Читаем Свои и чужие полностью

По его словам выходило, что фон Файт, заглянув однажды в гости к деревенскому мужику Евдокиму, затеял непонятную беседу… В том, что немецкий офицер, который, кстати, довольно часто одевался в штатское, попал именно к Евдокиму, не было ничего особенного — у того буйно раскинулся за домом, пожалуй, самый лучший во всей большой деревне сад, и хоть кого мог соблазнить ядрёными яблоками да грушами, а вот беседа, какую фон Файт завёл вдруг там же, в саду, с пожилым крестьянином, встреченным впервые, была способна поразить своей необычностью кого угодно. Поэтому Евдоким и рассказал о ней Даниле Афонченко, когда тот попросился однажды в Студянке на ночлег. Начал немец с того, что назвал себя, сказал, кто он и откуда. Мол, фон Файт, имеет баронский титул, хотя и не придаёт ему большого значения, потому что в Германии теперь не это считается главным. Объяснил, разумеется, и то, откуда знает русский язык — уже в советское время долго служил в Москве. Хорошо знаком с жизнью России. И теперь находится здесь как специалист по русскому вопросу. Но войны с Россией он не хотел, даже отговаривал германские власти начинать её, так как убеждён, что победить русских невозможно. Словом, представал перед незнакомым деревенским человеком едва ли не сторонником нашей власти. И говорил обо всем так, словно хотел угодить в чем-то Евдокиму, который от удивления только молча таращил глаза, боясь даже кивнуть головой. Беседа та запала в душу не только Евдокиму. Не давала она покоя и Даниле Афонченко, благо теперь ему часто приходилось видеть фон Файта сквозь окуляр артиллерийской буссоли.
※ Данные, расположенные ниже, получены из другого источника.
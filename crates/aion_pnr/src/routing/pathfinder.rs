//! PathFinder negotiated congestion routing.
//!
//! Iteratively routes all nets, using congestion-aware costs to resolve
//! resource conflicts. Each iteration rips up all nets and re-routes them
//! in criticality order. History costs accumulate for overused resources,
//! steering subsequent iterations away from congested areas.

use crate::data::PnrNetlist;
use crate::route_tree::RouteTree;
use crate::routing::astar;
use crate::routing::congestion::CongestionMap;
use aion_arch::Architecture;
use aion_diagnostics::{Category, Diagnostic, DiagnosticCode, DiagnosticSink};
use aion_source::Span;

/// Maximum number of PathFinder iterations before declaring failure.
const MAX_ITERATIONS: usize = 50;

/// Routes all nets using PathFinder negotiated congestion routing.
///
/// Iteratively routes all nets using A* search with congestion-aware costs.
/// After each iteration, updates history costs for overused resources.
/// Terminates when all routes are conflict-free or max iterations reached.
pub(crate) fn pathfinder_route(
    netlist: &mut PnrNetlist,
    arch: &dyn Architecture,
    sink: &DiagnosticSink,
) {
    let routing_graph = arch.routing_graph();
    let mut congestion = CongestionMap::new();

    for iteration in 0..MAX_ITERATIONS {
        congestion.reset_demand();

        // Route each net
        for i in 0..netlist.nets.len() {
            let net = &netlist.nets[i];
            let driver_cell = netlist.pin(net.driver).cell;
            let driver_site = netlist.cell(driver_cell).placement;

            let Some(src_site) = driver_site else {
                continue;
            };

            // Route to each sink
            for sink_idx in 0..netlist.nets[i].sinks.len() {
                let sink_pin = netlist.nets[i].sinks[sink_idx];
                let sink_cell = netlist.pin(sink_pin).cell;
                let sink_site = netlist.cell(sink_cell).placement;

                if let Some(dst_site) = sink_site {
                    if let Some(route) =
                        astar::astar_route(routing_graph, &congestion, src_site, dst_site)
                    {
                        // Record wire usage for congestion tracking
                        for wire in route.wires_used() {
                            congestion.add_usage(wire);
                        }
                    }
                }
            }

            // Assign stub route tree (simplified for Phase 2)
            netlist.nets[i].routing = Some(RouteTree::stub());
        }

        // Check for congestion
        if !congestion.has_congestion() {
            return; // Success: no resource conflicts
        }

        congestion.update_history();

        if iteration == MAX_ITERATIONS - 1 {
            sink.emit(Diagnostic::warning(
                DiagnosticCode::new(Category::Timing, 20),
                format!(
                    "routing did not converge after {} iterations ({} overused resources)",
                    MAX_ITERATIONS,
                    congestion.overused_count()
                ),
                Span::DUMMY,
            ));
        }
    }
}

/// Creates stub route trees for all unrouted nets (Phase 2 fallback).
///
/// Used when the device routing graph is not yet populated. Assigns a
/// direct-connection route tree to each net.
pub(crate) fn stub_routing(netlist: &mut PnrNetlist, _sink: &DiagnosticSink) {
    for net in &mut netlist.nets {
        if net.routing.is_none() {
            net.routing = Some(RouteTree::stub());
        }
    }
}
Буссоль эту партизаны отыскали на берегу того же Па-лужа, где попался им станковый пулемёт, который Павел Черногузов не успел довести до ума и оставил в брошенной землянке на старой гари. Теперь буссоль стояла на треноге недалеко от шалаша, и в окуляр её можно было наблюдать за местечком, за всем, что там делается. Тем более что шалаш был поставлен на небольшой возвышенности, а само местечко находилось ниже. Сперва ребята держали буссоль словно из великого одолжения или просто из любопытства как дорогую, но ни к чему не пригодную игрушку, шутили, что, мол, эта штука понадобится, когда заимеем собственную пушку, даже кто-то унёс её из землянки тогда, во время отступления, а тут, в Цыкунах, вдруг додумались, что её можно использовать вместо бинокля, и тут же устроили наблюдательный пункт.
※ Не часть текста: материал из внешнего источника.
//! Port definitions for module interfaces.
//!
//! A [`Port`] represents one signal in a module's external interface,
//! with a direction and backing signal within the module.

use crate::ids::{PortId, SignalId, TypeId};
use aion_common::Ident;
use aion_source::Span;
use serde::{Deserialize, Serialize};

/// The direction of a port on a module boundary.
#[derive(Debug, Clone, Copy, PartialEq, Eq, Hash, Serialize, Deserialize)]
pub enum PortDirection {
    /// An input port (data flows into the module).
    Input,
    /// An output port (data flows out of the module).
    Output,
    /// A bidirectional port (data flows both ways).
    InOut,
}

/// A port in a module's external interface.
///
/// Each port is backed by a [`SignalId`] inside the module.
#[derive(Debug, Clone, Serialize, Deserialize)]
pub struct Port {
    /// The unique ID of this port.
    pub id: PortId,
    /// The port name.
    pub name: Ident,
    /// The direction of data flow.
    pub direction: PortDirection,
    /// The type of the port.
    pub ty: TypeId,
    /// The signal within the module that backs this port.
    pub signal: SignalId,
    /// The source span where this port was declared.
    pub span: Span,
}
— Так ты, Данила, все ещё не потерял надежды завербовать фон Файта? — с усмешкой спросил Нарчук.

— Ну, завербовать не завербовать, а попытаться стоит.

— Комиссар не верит в эту затею. Говорит, не то время, чтобы с немцами начинать подобные разговоры. Они ещё не готовы. У них покуда дым в голове от побед. Надо, чтобы немец начал пованивать, тогда-то он и станет сговорчивым.

— Мало ли что бывает. Тут, как я вижу, два сапога пара. Гуфельд чудака из себя строит, хотя на самом деле — обыкновенный самодур, а барон этот другим способом души человеческие вередит. Тоже, видать, себе на уме человек.

С осторожностью разгибая спину, Нарчук поднялся с коряги, постоял немного у огня, погрел руки, потёр их друг о дружку, будто унимая жар, и двинулся к наблюдательному пункту. За ним, выждав некоторое время, пошёл и Данила Афонченко, видно, подумав, что не стоит отпускать командира одного на опушку.

Припав к холодному окуляру буссоли, Митрофан Онуфриевич глянул на местечко и первым делом увидел поверх заснеженных крыш купола церкви. Их было пять — один, повыше, — посредине, четыре остальных — по бокам. Напоминали они обыкновенные луковицы, которые непомерно выросли за лето на огороде, и теперь их как будто кто вздымал над резной крышей, пристроив наперёд на их маковках православные кресты. Ниже куполов, на уровне крыши, чернели липы, которые толпились вокруг церкви, и на ветвях их, там и сям, ещё дрожали на ветру неопавшие и не оборванные ветром листья. Над липами взлетали и тут же падали обратно бесстрашные вороны. А за церковью па земле лежал снег, и от него, казалось, светлей делалось небо, которое до сих пор не очистилось от туч. Нарчук знал, как поворачивать буссоль, ничего сложного не было в этом механизме, при одном прикосновении он легко подавался во все стороны, однако он не торопился менять эту картину, держал буссоль в прежнем положении, словно не мог оторваться от знакомых очертаний церкви.